The Maryland gymnastics team enters next weekend’s NCAA tournament with nearly no postseason experience — but it’s not scared.

In fact, it believes its youth was beneficial in qualifying for its first postseason in three years.

Maryland used almost exclusively underclassmen to qualify for its first postseason in three years — five freshmen and four sophomores have led the squad, pushing it to new heights despite a dearth of upperclassmen experience.

[Read more: Maryland gymnastics earns spot in NCAA tournament Southeast Regional]

“One of our strengths has been our toughness and our fearlessness,” coach Brett Nelligan said. “We’ve gone up against some of the best teams in the country. We’ve beat some and some we competed right to the finish.”

Although there is added pressure from being at the collegiate level of gymnastics, freshman Audrey Barber said that she appreciates the increased support from her team compared to at the club level, a sentiment echoed by freshman Karrie Thomas.

“Competing for Maryland is way different especially due to the atmosphere,” Thomas said. “My teammates lift me up, and in club I was doing everything by myself.”
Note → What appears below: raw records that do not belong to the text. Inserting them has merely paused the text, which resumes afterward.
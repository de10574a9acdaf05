//! Unified error handling with Sentry integration.
//!
//! Provides a unified `AppError` type that captures server errors to Sentry
//! before responding to the client. Route handlers that can fail return
//! `Result<T, AppError>`.

use axum::{
    http::StatusCode,
    response::{IntoResponse, Response},
};
use thiserror::Error;

/// Application-level error type for the storefront.
#[derive(Debug, Error)]
pub enum AppError {
    /// Session read or write failed.
    #[error("Session error: {0}")]
    Session(#[from] tower_sessions::session::Error),

    /// Resource not found.
    #[error("Not found: {0}")]
    NotFound(String),

    /// Internal server error.
    #[error("Internal error: {0}")]
    Internal(String),
}

impl IntoResponse for AppError {
    fn into_response(self) -> Response {
        // Capture server errors to Sentry
        if matches!(self, Self::Session(_) | Self::Internal(_)) {
            let event_id = sentry::capture_error(&self);
            tracing::error!(
                error = %self,
                sentry_event_id = %event_id,
                "Request error"
            );
        }

        let status = match &self {
            Self::Session(_) | Self::Internal(_) => StatusCode::INTERNAL_SERVER_ERROR,
            Self::NotFound(_) => StatusCode::NOT_FOUND,
        };

        // Don't expose internal error details to clients
        let message = match &self {
            Self::Session(_) | Self::Internal(_) => "Internal server error".to_string(),
            Self::NotFound(_) => self.to_string(),
        };

        (status, message).into_response()
    }
}

/// Result type alias for `AppError`.
pub type Result<T> = std::result::Result<T, AppError>;

#[cfg(test)]
mod tests {
    use super::*;

    #[test]
    fn test_app_error_display() {
        let err = AppError::NotFound("game-123".to_string());
        assert_eq!(err.to_string(), "Not found: game-123");
    }

    #[test]
    fn test_app_error_status_codes() {
        fn get_status(err: AppError) -> StatusCode {
            err.into_response().status()
        }

        assert_eq!(
            get_status(AppError::NotFound("test".to_string())),
            StatusCode::NOT_FOUND
        );
        assert_eq!(
            get_status(AppError::Internal("test".to_string())),
            StatusCode::INTERNAL_SERVER_ERROR
        );
    }
}
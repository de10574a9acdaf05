//! Request ID middleware for request tracing and correlation.
//!
//! Generates a UUID v4 for each request if not provided by an upstream proxy
//! (e.g., a load balancer). The request ID is:
//! - Recorded in the current tracing span
//! - Added to the Sentry scope for error correlation
//! - Returned in the response headers

use axum::{extract::Request, http::HeaderValue, middleware::Next, response::Response};
use tracing::Span;
use uuid::Uuid;

/// The HTTP header name for request IDs.
pub const REQUEST_ID_HEADER: &str = "x-request-id";

/// Middleware that ensures every request has a unique request ID.
///
/// If the incoming request has an `x-request-id` header from an upstream
/// proxy, that value is used. Otherwise, a new UUID v4 is generated.
pub async fn request_id_middleware(request: Request, next: Next) -> Response {
    let request_id = request
        .headers()
        .get(REQUEST_ID_HEADER)
        .and_then(|h| h.to_str().ok())
        .map_or_else(|| Uuid::new_v4().to_string(), String::from);

    // Record in current span for structured logging
    Span::current().record("request_id", &request_id);

    // Set in Sentry scope for error correlation
    sentry::configure_scope(|scope| {
        scope.set_tag("request_id", &request_id);
    });

    let mut response = next.run(request).await;

    // Add to response headers so clients can reference the request ID
    if let Ok(value) = HeaderValue::from_str(&request_id) {
        response.headers_mut().insert(REQUEST_ID_HEADER, value);
    }

    response
}
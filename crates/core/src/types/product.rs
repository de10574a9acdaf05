//! Catalog product record.

use serde::{Deserialize, Serialize};

use super::{Price, ProductId};

/// A product as supplied by the catalog.
///
/// The cart treats this record as opaque, already-validated input: it never
/// mutates a product and never revalidates name, price, or category. The
/// only field it interprets is [`Product::id`], which is the line identity
/// key.
#[derive(Debug, Clone, PartialEq, Serialize, Deserialize)]
pub struct Product {
    pub id: ProductId,
    pub name: String,
    pub price: Price,
    pub category: String,
    /// URL of the cover image.
    pub image: String,
    pub description: String,
}

#[cfg(test)]
#[allow(clippy::unwrap_used)]
mod tests {
    use super::*;
    use crate::types::CurrencyCode;

    #[test]
    fn test_product_serde_round_trip() {
        let product = Product {
            id: ProductId::new("game-hades"),
            name: "Hades".to_owned(),
            price: Price::from_cents(2499, CurrencyCode::USD),
            category: "Indie".to_owned(),
            image: "https://example.com/hades.jpg".to_owned(),
            description: "A fast-paced roguelike.".to_owned(),
        };

        let json = serde_json::to_string(&product).unwrap();
        let back: Product = serde_json::from_str(&json).unwrap();
        assert_eq!(back, product);
    }
}
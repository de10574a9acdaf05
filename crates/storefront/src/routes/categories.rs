//! Category route handlers.

use askama::Template;
use askama_web::WebTemplate;
use axum::{
    extract::{Path, State},
    response::IntoResponse,
};
use tracing::instrument;

use crate::filters;
use crate::routes::products::ProductView;
use crate::state::AppState;

/// Category listing page template.
#[derive(Template, WebTemplate)]
#[template(path = "categories/index.html")]
pub struct CategoriesIndexTemplate {
    pub categories: Vec<String>,
}

/// Single-category page template.
///
/// `known` is false for category names the catalog has never seen; the
/// template renders a not-found state instead of an empty grid.
#[derive(Template, WebTemplate)]
#[template(path = "categories/show.html")]
pub struct CategoryShowTemplate {
    pub name: String,
    pub known: bool,
    pub products: Vec<ProductView>,
}

/// Display the category listing.
#[instrument(skip(state))]
pub async fn index(State(state): State<AppState>) -> impl IntoResponse {
    let categories = state
        .catalog()
        .categories()
        .into_iter()
        .map(str::to_owned)
        .collect();

    CategoriesIndexTemplate { categories }
}

/// Display all games in one category.
#[instrument(skip(state))]
pub async fn show(State(state): State<AppState>, Path(name): Path<String>) -> impl IntoResponse {
    let catalog = state.catalog();
    let known = catalog.has_category(&name);
    let products = catalog
        .by_category(&name)
        .into_iter()
        .map(ProductView::from)
        .collect();

    CategoryShowTemplate {
        name,
        known,
        products,
    }
}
Thomas said that the support on the sidelines during a meet benefits her confidence during a routine. But Barber said the added team emphasis also increases stress while performing.

“It’s a lot more fun, but also more stressful because in club if you fall, that just affects you and if you fall here, it affects the team,” Barber said. “If anyone falls in the lineup, it puts pressure on everyone else.”

Still, the Temple Hills native has formed strong relationships with her teammates and coaching staff, helping her improve, Barber said. She competed at every meet this season and is in the anchor spot of some lineups. Her season-best scores are 9.925 on bars, 9.9 on vault and floor and 9.85 on beam.

But after qualifying for the team’s first-ever Big Ten Championships evening session, Barber and the rest of the team struggled at the meet, a rare example of the team blinking under the pressure, she said.

“We have all the skills, but as freshmen we’re just new to the Big Ten,” Thomas said. “Now that we know how it’s like, we’ll do a lot better.”

After a season of surprising results and underclassmen performing beyond their years, though, Nelligan expects the young Terps to bounce back and look more like themselves in their first NCAA tournament appearances.

“This group doesn’t get nervous. They get excited,” Nelligan said. “That’s one of the things I really like about them — the bigger the meet, the more excited they are.”